Over at PEA Soup, Janice Dowell discusses an interesting argument for a moral paradox. This is how she presents it:

10 miners are trapped in a flooding mine; they are either all in shaft A or all in shaft B. Given our information, each location is equally likely. We have just enough sandbags to block one shaft, saving all the miners, if they are in the blocked shaft, but killing them all if they are in the other. If we do nothing, the water will distribute between the two shafts, killing only the one miner positioned lowest. On the basis of these considerations, (1) seems true:
(1) We ought to block neither shaft.

While deliberating, though, we accept both

(2) If the miners are in A, we ought to block A

and

(3) If the miners are in B, we ought to block B.

We also accept

(4) Either the miners are in A or they are in B.

And (2)-(4) seems to entail

(5) Either we ought to block A or we ought to block B.

Paradox!

She mentions a paper in which some philosophers respond by rejecting modus ponens. That seems much too severe and unattractive. Dowell suggests another line of attack which is quite sophisticated--it involves semantic theory, which is not something I want to get into right now. I think a simpler solution can be found. In a nutshell, I think the paradox argument requires the false assumption that ought's can be unprincipled.

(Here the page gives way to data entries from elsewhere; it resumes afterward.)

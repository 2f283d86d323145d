pub mod progress;
pub mod report;
pub mod signal_card;
pub mod stock_record;
pub mod symbol;

// Re-export common types
pub use progress::{FetchStatistics, Progress};
pub use report::{BatchReport, DataQuality, MarketSummary, ReportSummary, SimpleReport, SimpleStock};
pub use signal_card::SignalCard;
pub use stock_record::{
    normalize_analysis, RawAnalysis, Signal, SocialSentiment, StockAnalysis, StockRecord,
    DEFAULTS, FETCH_FAILED_MESSAGE,
};
pub use symbol::{Symbol, SymbolUniverse, DEFAULT_SYMBOLS};

/// Wall-clock instant used in persisted records
pub type Timestamp = chrono::DateTime<chrono::Utc>;

/// Round to two decimal places, the precision used for every reported percentage
pub fn round2(value: f64) -> f64 {
    (value * 100.0).round() / 100.0
}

Consider what principle would have to be applied to block one of the shafts. It couldn't be a principle based on one's knowledge of where the miners are. It would have to be a haphazard principle akin to flipping a coin. Such a "principle" (if we can even call it that) would only minimize harm in those worlds where the coin happened to come up the right way every time. I think we'd do less harm in more possible worlds by applying a different principle.

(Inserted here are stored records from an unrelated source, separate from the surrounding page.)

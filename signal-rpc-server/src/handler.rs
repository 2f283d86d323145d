use chrono::Utc;
use moka::future::Cache;
use serde_json::{json, Value};
use signal_core::{StockRecord, Symbol, SymbolUniverse};
use signal_data_services::{CacheKey, ResponseCache};
use signal_fetcher::llm::prompts;
use signal_fetcher::pacing::seconds;
use signal_fetcher::{BatchScheduler, LlmGateway};
use std::collections::BTreeMap;
use std::sync::Arc;
use std::time::Duration;

use crate::config::HandlerConfig;
use crate::error::RpcError;
use crate::protocol::*;

/// Serves stock and LLM queries from the response cache, falling back to
/// the fetch pipeline on a miss
pub struct StockQueryHandler {
    universe: SymbolUniverse,
    cache: Arc<ResponseCache>,
    gateway: Arc<LlmGateway>,
    scheduler: Arc<BatchScheduler>,
    /// Coalesces concurrent `stock.get` misses for the same symbol
    inflight: Cache<String, Arc<StockRecord>>,
    config: HandlerConfig,
}
use chrono::{DateTime, Duration, Utc};
use serde::de::DeserializeOwned;
use serde::{Deserialize, Serialize};
use serde_json::Value;
use sha2::{Digest, Sha256};
use signal_core::{Clock, Symbol, SystemClock, Timestamp};
use std::fs;
use std::io::ErrorKind;
use std::path::{Path, PathBuf};
use std::sync::Arc;

use super::{ensure_dir, json_files, write_json_atomic, StoreError};

/// Roughly a century; longer TTLs are clamped
const MAX_TTL_SECONDS: u64 = 100 * 365 * 24 * 3600;

/// Configuration for the response cache
#[derive(Debug, Clone, Serialize, Deserialize)]
pub struct CacheConfig {
    pub dir: PathBuf,
    pub default_ttl_seconds: u64,
}

impl Default for CacheConfig {
    fn default() -> Self {
        Self {
            dir: PathBuf::from("cache"),
            default_ttl_seconds: 3600,
        }
    }
}

/// Logical identity of a cached response
#[derive(Debug, Clone, PartialEq, Eq, Hash)]
pub struct CacheKey {
    pub text: String,
    pub namespace: Option<String>,
}

impl CacheKey {
    /// Key for a free-form prompt, optionally scoped to a template
    pub fn prompt(prompt: impl Into<String>, template: Option<&str>) -> Self {
        Self {
            text: prompt.into(),
            namespace: template.map(str::to_string),
        }
    }

    /// Key for a symbol's latest record
    pub fn symbol(symbol: &Symbol) -> Self {
        Self {
            text: symbol.cache_key(),
            namespace: None,
        }
    }

    /// Stable hex digest used as the entry's file name
    pub fn fingerprint(&self) -> String {
        let material = format!(
            "{}:{}",
            self.text,
            self.namespace.as_deref().unwrap_or("default")
        );
        hex::encode(Sha256::digest(material.as_bytes()))
    }
}

/// On-disk entry, one file per key
#[derive(Debug, Clone, PartialEq, Serialize, Deserialize)]
pub struct CacheEntry {
    #[serde(default)]
    pub prompt: Option<String>,
    #[serde(default)]
    pub template: Option<String>,
    pub response: Value,
    pub created_at: Timestamp,
    pub expires: Timestamp,
    pub ttl: u64,
}

impl CacheEntry {
    pub fn is_expired(&self, now: Timestamp) -> bool {
        now > self.expires
    }
}

#[derive(Debug, Clone, Default, PartialEq, Eq, Serialize, Deserialize)]
pub struct CacheStats {
    pub total_files: usize,
    pub total_size: u64,
    pub expired_files: usize,
    pub active_files: usize,
}

/// File-backed response cache with per-entry TTL.
///
/// No index is held in memory: every lookup reads the entry file. Reads
/// self-heal by deleting expired or unparseable entries. Concurrent writers
/// to one key are last-writer-wins.
pub struct ResponseCache {
    dir: PathBuf,
    default_ttl_seconds: u64,
    clock: Arc<dyn Clock>,
}

impl ResponseCache {
    /// Open (creating if needed) a cache directory
    pub fn new(config: CacheConfig) -> Result<Self, StoreError> {
        Self::with_clock(config, Arc::new(SystemClock))
    }

    pub fn with_clock(config: CacheConfig, clock: Arc<dyn Clock>) -> Result<Self, StoreError> {
        ensure_dir(&config.dir)?;

        tracing::info!(
            "Response cache ready: dir={}, default_ttl={}s",
            config.dir.display(),
            config.default_ttl_seconds
        );

        Ok(Self {
            dir: config.dir,
            default_ttl_seconds: config.default_ttl_seconds,
            clock,
        })
    }

    pub fn dir(&self) -> &Path {
        &self.dir
    }

    pub fn default_ttl_seconds(&self) -> u64 {
        self.default_ttl_seconds
    }

    pub fn path_for(&self, key: &CacheKey) -> PathBuf {
        self.dir.join(format!("{}.json", key.fingerprint()))
    }

    /// Live payload for `key`, or `None` on miss, expiry or corruption
    pub fn get(&self, key: &CacheKey) -> Option<Value> {
        let path = self.path_for(key);
        let fingerprint = key.fingerprint();

        let entry = match read_entry(&path) {
            Ok(Some(entry)) => entry,
            Ok(None) => {
                tracing::debug!("Cache miss: {}", fingerprint);
                return None;
            }
            Err(e) => {
                tracing::warn!("Discarding unreadable cache entry {}: {}", fingerprint, e);
                remove_quietly(&path);
                return None;
            }
        };

        if entry.is_expired(self.clock.now()) {
            tracing::info!("Cache entry expired: {}", fingerprint);
            remove_quietly(&path);
            return None;
        }

        tracing::debug!("Cache hit: {}", fingerprint);
        Some(entry.response)
    }

    /// Typed variant of [`get`](Self::get). A payload that does not fit `T`
    /// is reported as a miss and left in place.
    pub fn get_as<T: DeserializeOwned>(&self, key: &CacheKey) -> Option<T> {
        let value = self.get(key)?;
        match serde_json::from_value(value) {
            Ok(typed) => Some(typed),
            Err(e) => {
                tracing::warn!("Cached payload has unexpected shape: {}", e);
                None
            }
        }
    }

    /// Store `payload` under `key`, replacing any previous entry.
    ///
    /// Returns `false` on I/O failure; the failure is logged and callers
    /// carry on uncached.
    pub fn set(&self, key: &CacheKey, payload: &Value, ttl_seconds: Option<u64>) -> bool {
        let ttl = ttl_seconds
            .unwrap_or(self.default_ttl_seconds)
            .min(MAX_TTL_SECONDS);
        let created_at = self.clock.now();
        let expires = created_at
            .checked_add_signed(Duration::seconds(ttl as i64))
            .unwrap_or(DateTime::<Utc>::MAX_UTC);

        let entry = CacheEntry {
            prompt: Some(key.text.clone()),
            template: key.namespace.clone(),
            response: payload.clone(),
            created_at,
            expires,
            ttl,
        };

        let path = self.path_for(key);
        match write_json_atomic(&path, &entry) {
            Ok(()) => {
                tracing::info!("Cached {} (ttl {}s)", key.fingerprint(), ttl);
                true
            }
            Err(e) => {
                tracing::error!("Cache write failed: {}", e);
                false
            }
        }
    }

    /// Remove the entry for `key`. `false` if there was nothing to remove.
    pub fn delete(&self, key: &CacheKey) -> bool {
        let path = self.path_for(key);
        match fs::remove_file(&path) {
            Ok(()) => {
                tracing::info!("Deleted cache entry {}", key.fingerprint());
                true
            }
            Err(e) if e.kind() == ErrorKind::NotFound => false,
            Err(e) => {
                tracing::error!("Cache delete failed for {}: {}", path.display(), e);
                false
            }
        }
    }

    /// Delete every expired or unparseable entry; returns how many went
    pub fn clear_expired(&self) -> usize {
        let now = self.clock.now();
        let mut cleared = 0;

        for path in self.entry_files() {
            let stale = match read_entry(&path) {
                Ok(Some(entry)) => entry.is_expired(now),
                Ok(None) => false,
                Err(_) => true,
            };

            if stale && fs::remove_file(&path).is_ok() {
                cleared += 1;
            }
        }

        tracing::info!("Cleared {} expired cache entries", cleared);
        cleared
    }

    /// Delete every entry
    pub fn clear_all(&self) -> bool {
        let mut ok = true;
        for path in self.entry_files() {
            if let Err(e) = fs::remove_file(&path) {
                if e.kind() != ErrorKind::NotFound {
                    tracing::error!("Failed to remove {}: {}", path.display(), e);
                    ok = false;
                }
            }
        }

        if ok {
            tracing::info!("Cleared all cache entries");
        }
        ok
    }

    /// Read-only scan. Unparseable entries count as expired.
    pub fn stats(&self) -> CacheStats {
        let now = self.clock.now();
        let mut stats = CacheStats::default();

        for path in self.entry_files() {
            stats.total_files += 1;
            stats.total_size += fs::metadata(&path).map(|m| m.len()).unwrap_or(0);

            match read_entry(&path) {
                Ok(Some(entry)) if !entry.is_expired(now) => stats.active_files += 1,
                Ok(None) => stats.total_files -= 1,
                _ => stats.expired_files += 1,
            }
        }

        stats
    }

    fn entry_files(&self) -> Vec<PathBuf> {
        match json_files(&self.dir) {
            Ok(files) => files,
            Err(e) => {
                tracing::error!("Cannot list cache directory: {}", e);
                Vec::new()
            }
        }
    }
}

/// `Ok(None)` when the file does not exist
fn read_entry(path: &Path) -> Result<Option<CacheEntry>, StoreError> {
    let bytes = match fs::read(path) {
        Ok(bytes) => bytes,
        Err(e) if e.kind() == ErrorKind::NotFound => return Ok(None),
        Err(e) => return Err(StoreError::io(path, e)),
    };

    serde_json::from_slice(&bytes)
        .map(Some)
        .map_err(|e| StoreError::json(path, e))
}

fn remove_quietly(path: &Path) {
    if let Err(e) = fs::remove_file(path) {
        if e.kind() != ErrorKind::NotFound {
            tracing::warn!("Failed to remove {}: {}", path.display(), e);
        }
    }
}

The point is, what one ought to do is a matter of what principle one ought apply in cases of a particular type, and not merely a matter of the consequences of applying that principle in any particular case. Thus, there are possible worlds in which all the miners are in A, but in which one ought not block A. Similarly for B, of course. So we should reject (2) and (3), and thereby resolve the paradox.

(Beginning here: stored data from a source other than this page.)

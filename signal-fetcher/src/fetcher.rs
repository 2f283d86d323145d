use serde::{Deserialize, Serialize};
use signal_core::{normalize_analysis, Clock, RawAnalysis, StockRecord, Symbol, SystemClock};
use std::sync::Arc;

use crate::llm::{prompts, FetchMetrics, LlmGateway, MetricsTimer};
use crate::pacing::{seconds, Pacer, TokioPacer};

/// Configuration for per-symbol retries
#[derive(Debug, Clone, Serialize, Deserialize)]
pub struct FetcherConfig {
    /// Base backoff; attempt `i` waits `api_delay_seconds × (i + 1)`
    pub api_delay_seconds: f64,

    /// Total attempts per symbol. 0 is treated as 1.
    pub max_retries: u32,
}

impl Default for FetcherConfig {
    fn default() -> Self {
        Self {
            api_delay_seconds: 5.0,
            max_retries: 3,
        }
    }
}

/// Fetches one symbol's analysis with bounded retries and linear backoff
pub struct RetryingFetcher {
    gateway: Arc<LlmGateway>,
    pacer: Arc<dyn Pacer>,
    clock: Arc<dyn Clock>,
    config: FetcherConfig,
}

impl RetryingFetcher {
    pub fn new(gateway: Arc<LlmGateway>, config: FetcherConfig) -> Self {
        tracing::info!(
            "Initializing fetcher: backend={}, api_delay={}s, max_retries={}",
            gateway.backend_name(),
            config.api_delay_seconds,
            config.max_retries
        );

        Self {
            gateway,
            pacer: Arc::new(TokioPacer),
            clock: Arc::new(SystemClock),
            config,
        }
    }

    pub fn with_pacer(mut self, pacer: Arc<dyn Pacer>) -> Self {
        self.pacer = pacer;
        self
    }

    pub fn with_clock(mut self, clock: Arc<dyn Clock>) -> Self {
        self.clock = clock;
        self
    }

    pub fn gateway(&self) -> &Arc<LlmGateway> {
        &self.gateway
    }

    pub fn pacer(&self) -> Arc<dyn Pacer> {
        Arc::clone(&self.pacer)
    }

    pub fn clock(&self) -> Arc<dyn Clock> {
        Arc::clone(&self.clock)
    }

    pub fn config(&self) -> &FetcherConfig {
        &self.config
    }

    /// Fetch and normalize one symbol.
    ///
    /// Returns `None` once every attempt has failed; the caller decides how
    /// to record the failure.
    pub async fn fetch_one(&self, symbol: &Symbol) -> Option<StockRecord> {
        self.fetch_measured(symbol, &mut FetchMetrics::new()).await
    }

    /// [`fetch_one`](Self::fetch_one), recording every attempt into `metrics`
    pub async fn fetch_measured(
        &self,
        symbol: &Symbol,
        metrics: &mut FetchMetrics,
    ) -> Option<StockRecord> {
        let attempts = self.config.max_retries.max(1);
        let prompt = prompts::stock_analysis_prompt(symbol.as_str());

        for attempt in 0..attempts {
            tracing::info!("Fetching {} (attempt {}/{})", symbol, attempt + 1, attempts);

            let timer = MetricsTimer::start();
            let response = self
                .gateway
                .complete_with_template(&prompt, prompts::STOCK_ANALYZER)
                .await;
            let raw = RawAnalysis::from_value(&response);
            metrics.record_attempt(raw.is_some(), timer.stop());

            if let Some(raw) = raw {
                let analysis = normalize_analysis(symbol.as_str(), raw);
                tracing::info!(
                    "Fetched {}: price={}, change={}, signal={:?}",
                    symbol,
                    analysis.price,
                    analysis.change,
                    analysis.signal
                );
                return Some(StockRecord::success(symbol.as_str(), analysis, self.clock.now()));
            }

            tracing::warn!(
                "Fetch attempt {}/{} for {} failed: {}",
                attempt + 1,
                attempts,
                symbol,
                describe_failure(&response)
            );

            if attempt + 1 < attempts {
                let backoff = seconds(self.config.api_delay_seconds * f64::from(attempt + 1));
                tracing::debug!("Retrying {} in {:?}", symbol, backoff);
                self.pacer.pause(backoff).await;
            }
        }

        tracing::error!("Giving up on {} after {} attempts", symbol, attempts);
        metrics.record_exhausted();
        None
    }
}

fn describe_failure(response: &serde_json::Value) -> String {
    match response.get("error") {
        Some(serde_json::Value::String(message)) => message.clone(),
        Some(other) => other.to_string(),
        None => "response is not a JSON object".to_string(),
    }
}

Update (July 15, 2010, 14:09 GMT): A moral noncognitivist (such as myself) would not let the paradox argument get off the ground, as stated, because it supposes that "we ought to X" can be either true or false. Yet, I think the paradox argument can proceed without that supposition. While the subjects in the scenario may say, "If the miners are in A, we ought to block A," what they mean (truth functionally) is this: If the miners are in A, we are justified in blocking A. The difference is subtle enough to not really matter, but it preserves the argument without offending the noncognitivist.